The original Wailers officially 'broke up' in January 1975 when Peter and Bunny left the group. Bob recruited The I Threes: Marcia Griffiths, his wife Rita Marley and Judy Mowatt as his new backing singers and, together with Family Man, Carlie & Earl 'Wire' Lindo on keyboards, they became known as Bob Marley & The Wailers. The group opened their two triumphal London concerts in the summer of that year with 'Trench Town Rock' and Island released the 'Live At The Lyceum' album in time for Christmas. The slow, churning on stage rendition of 'No Woman No Cry' from the Lyceum concerts gave Bob Marley & The Wailers their all important, long awaited international hit single and brought the sound of the Kingston ghetto and the power of reggae music to the wider world. For the rest of the decade Bob Marley & The Wailers worked tirelessly and ceaselessly and their music and message continued to move onwards and upwards reaching ever deeper depths and higher heights. In April of 1980 Bob Marley & The Wailers played at the now legendary Zimbabwe Independence Day Concert in Salisbury (now Harare) and in June they played to an audience of 100,000 fans in Milan's San Siro stadium: the band's largest ever audience.

However, Family Man somehow managed to find the time during this period to also produce a superb selection of records.
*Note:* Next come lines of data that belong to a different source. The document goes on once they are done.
//! Interview Session Engine: the turn pipeline and termination policy.
//!
//! Turn flow: transcribe → clean → detect (undetected skills only) → merge →
//!            append transcript → termination check.
//!
//! Every `submit_answer` that passes the state/index checks writes exactly one
//! transcript record and moves the session forward, even when transcription
//! failed or a collaborator degraded.

use std::collections::HashSet;
use std::sync::Arc;

use bytes::Bytes;
use chrono::Utc;
use tracing::{info, warn};
use uuid::Uuid;

use crate::interview::collaborators::{
    call_with_retry, RetryPolicy, SkillDetector, TranscriptCleaner, Transcriber,
};
use crate::interview::error::InterviewError;
use crate::interview::keyword_detector::match_keywords;
use crate::interview::models::{
    AnswerResult, CollaboratorDegraded, Question, SessionState, SessionStatusView, Skill,
    SkillDetection, StartedSession, TranscriptRecord, TranscriptionFailure,
};
use crate::interview::report::{build_report, Report};
use crate::interview::store::SessionStore;
use crate::interview::validation::{normalize_questions, normalize_skills};

pub struct InterviewEngine {
    store: SessionStore,
    transcriber: Arc<dyn Transcriber>,
    cleaner: Arc<dyn TranscriptCleaner>,
    detector: Arc<dyn SkillDetector>,
    retry: RetryPolicy,
}

impl InterviewEngine {
    pub fn new(
        transcriber: Arc<dyn Transcriber>,
        cleaner: Arc<dyn TranscriptCleaner>,
        detector: Arc<dyn SkillDetector>,
        retry: RetryPolicy,
    ) -> Self {
        Self {
            store: SessionStore::new(),
            transcriber,
            cleaner,
            detector,
            retry,
        }
    }

    /// Creates an ACTIVE session from validated skill and question lists.
    pub async fn start(
        &self,
        skills: Vec<Skill>,
        questions: Vec<String>,
    ) -> Result<StartedSession, InterviewError> {
        let skills = normalize_skills(skills)?;
        let questions = normalize_questions(questions)?;
        let total_questions = questions.len();
        let total_skills = skills.len();

        let session_id = self.store.create(skills.clone(), questions.clone()).await;
        info!(
            "[{session_id}] Interview started: {total_skills} skills, {total_questions} questions \
             ({} sessions held)",
            self.store.len().await
        );

        Ok(StartedSession {
            session_id,
            total_questions,
            skills,
            questions,
        })
    }

    pub async fn status(&self, session_id: Uuid) -> Result<SessionStatusView, InterviewError> {
        let session = self.store.get(session_id).await?;
        Ok(SessionStatusView::from(&session))
    }

    /// Runs one turn. The turn lock is held for the whole pipeline, so a
    /// duplicate submission for the same index waits and is then rejected as
    /// stale. State is committed in one step at the end; `status` sees the
    /// previous state until then.
    pub async fn submit_answer(
        &self,
        session_id: Uuid,
        question_index: usize,
        audio: Bytes,
    ) -> Result<AnswerResult, InterviewError> {
        let turn = self.store.begin_turn(session_id).await?;

        // Only this turn can mutate the session from here on, so the checked
        // state stays valid while the state lock is released for collaborator I/O.
        let candidates = {
            let session = turn.state().await;
            if !session.is_active() {
                return Err(InterviewError::InvalidState {
                    session_id,
                    status: session.status,
                });
            }
            if question_index != session.current_question_index {
                return Err(InterviewError::StaleQuestion {
                    expected: session.current_question_index,
                    received: question_index,
                });
            }
            session.undetected_skill_names()
        };

        let mut warnings = Vec::new();

        // Step 1: Transcribe
        let (raw_text, language, transcription_error) = self.transcribe(session_id, audio).await;

        // Steps 2-3: Clean and detect, skipped when there is nothing to analyze
        let (cleaned_text, detected) = if transcription_error.is_some() {
            (String::new(), Vec::new())
        } else {
            let cleaned = self.clean(session_id, &raw_text, &mut warnings).await;
            let detected = self
                .detect(session_id, &cleaned, &candidates, &mut warnings)
                .await;
            (cleaned, detected)
        };

        // Step 4: Merge. Candidates were undetected, but the check keeps this idempotent.
        let mut session = turn.state().await;
        let now = Utc::now();
        for skill in &detected {
            if !session.is_detected(skill) {
                session.skills_detected.push(SkillDetection {
                    skill: skill.clone(),
                    question_index,
                    detected_at: now,
                });
            }
        }

        // Step 5: Append transcript
        session.transcripts.push(TranscriptRecord {
            question_index,
            raw_text: raw_text.clone(),
            cleaned_text: cleaned_text.clone(),
            detected_skills_this_turn: detected.clone(),
            language: language.clone(),
            recorded_at: now,
        });

        // Step 6: Termination check
        let all_skills_detected = session.all_skills_detected();
        if all_skills_detected {
            session.mark_completed();
            info!(
                "[{session_id}] All {} skills detected, interview complete",
                session.skills.len()
            );
        } else if session.is_last_question() {
            session.mark_completed();
            info!(
                "[{session_id}] Questions exhausted with {}/{} skills detected",
                session.skills_detected.len(),
                session.skills.len()
            );
        } else {
            session.current_question_index += 1;
        }

        let next_question = if session.is_active() {
            session.current_question().cloned()
        } else {
            None
        };

        Ok(AnswerResult {
            question_index,
            transcript: cleaned_text,
            raw_transcript: raw_text,
            language,
            detected_skills_this_turn: detected,
            progress: session.progress(),
            has_next_question: next_question.is_some(),
            next_question_index: next_question.as_ref().map(|q: &Question| q.index),
            next_question: next_question.map(|q| q.text),
            all_skills_detected,
            transcription_error,
            warnings,
        })
    }

    /// Forces completion and returns the report. Repeat calls return the same report.
    pub async fn complete(&self, session_id: Uuid) -> Result<Report, InterviewError> {
        let turn = self.store.begin_turn(session_id).await?;
        let mut session = turn.state().await;
        if session.mark_completed() {
            info!(
                "[{session_id}] Interview completed early at question {}",
                session.current_question_index
            );
        }
        Ok(build_report(&session))
    }

    async fn transcribe(
        &self,
        session_id: Uuid,
        audio: Bytes,
    ) -> (String, Option<String>, Option<TranscriptionFailure>) {
        let result = call_with_retry(&self.retry, "transcriber", || {
            self.transcriber.transcribe(audio.clone())
        })
        .await;

        match result {
            Ok(t) if !t.text.trim().is_empty() => {
                info!(
                    "[{session_id}] Transcribed (confidence {:?}): \"{}\"",
                    t.confidence,
                    t.text.trim()
                );
                (t.text.trim().to_string(), t.language, None)
            }
            Ok(t) => {
                warn!("[{session_id}] Transcriber returned empty text");
                (
                    String::new(),
                    t.language,
                    Some(TranscriptionFailure {
                        message: "no speech recognized in the recording".to_string(),
                    }),
                )
            }
            Err(e) => {
                warn!("[{session_id}] Transcription failed: {e}");
                (
                    String::new(),
                    None,
                    Some(TranscriptionFailure {
                        message: format!("transcription failed: {e}"),
                    }),
                )
            }
        }
    }

    async fn clean(
        &self,
        session_id: Uuid,
        raw_text: &str,
        warnings: &mut Vec<CollaboratorDegraded>,
    ) -> String {
        let result =
            call_with_retry(&self.retry, "transcript_cleaner", || self.cleaner.clean(raw_text))
                .await;

        match result {
            Ok(cleaned) if !cleaned.trim().is_empty() => cleaned.trim().to_string(),
            Ok(_) => raw_text.to_string(),
            Err(e) => {
                warn!("[{session_id}] Transcript cleanup degraded: {e}");
                warnings.push(CollaboratorDegraded {
                    collaborator: "transcript_cleaner".to_string(),
                    reason: e.to_string(),
                    fallback: "raw transcript used".to_string(),
                });
                raw_text.to_string()
            }
        }
    }

    /// Detected names are restricted to `candidates`, de-duplicated, and kept
    /// in the order the detector reported them.
    async fn detect(
        &self,
        session_id: Uuid,
        text: &str,
        candidates: &[String],
        warnings: &mut Vec<CollaboratorDegraded>,
    ) -> Vec<String> {
        if candidates.is_empty() || text.trim().is_empty() {
            return Vec::new();
        }

        let result = call_with_retry(&self.retry, "skill_detector", || {
            self.detector.detect(text, candidates)
        })
        .await;

        let reported = match result {
            Ok(names) => names,
            Err(e) => {
                warn!("[{session_id}] Skill detection degraded: {e}");
                warnings.push(CollaboratorDegraded {
                    collaborator: "skill_detector".to_string(),
                    reason: e.to_string(),
                    fallback: "keyword matching".to_string(),
                });
                match_keywords(text, candidates)
            }
        };

        let offered: HashSet<&str> = candidates.iter().map(String::as_str).collect();
        let mut seen = HashSet::new();
        let mut accepted = Vec::new();
        for name in reported {
            if !offered.contains(name.as_str()) {
                warn!("[{session_id}] Discarding detection outside candidate set: '{name}'");
                continue;
            }
            if seen.insert(name.clone()) {
                accepted.push(name);
            }
        }

        if !accepted.is_empty() {
            info!("[{session_id}] Detected skills: {accepted:?}");
        }
        accepted
    }
}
These included the truly classical 'Love Thy Neighbours' by Vivian 'Yabby U' Jackson, the sole release on Aston Barrett's Defenders label, its Nyahbhingi driven instrumental counteraction 'Distant Drums' on FAM’S, the blistering instrumental 'Eastern Memphis' on Cobra, 'Work' and 'Guided Missile' on Tuff Gong and two astonishing remixes of Wailers Wail N Soul M outings 'Trouble On The Road Again' re-titled 'Trouble Dub' and 'Feel Alright' re-titled 'Dub Feeling' released back to back on FAM’S. Family Man was never a prolific producer but his small, but perfectly formed catalogue, is every bit as important as his work as a musician.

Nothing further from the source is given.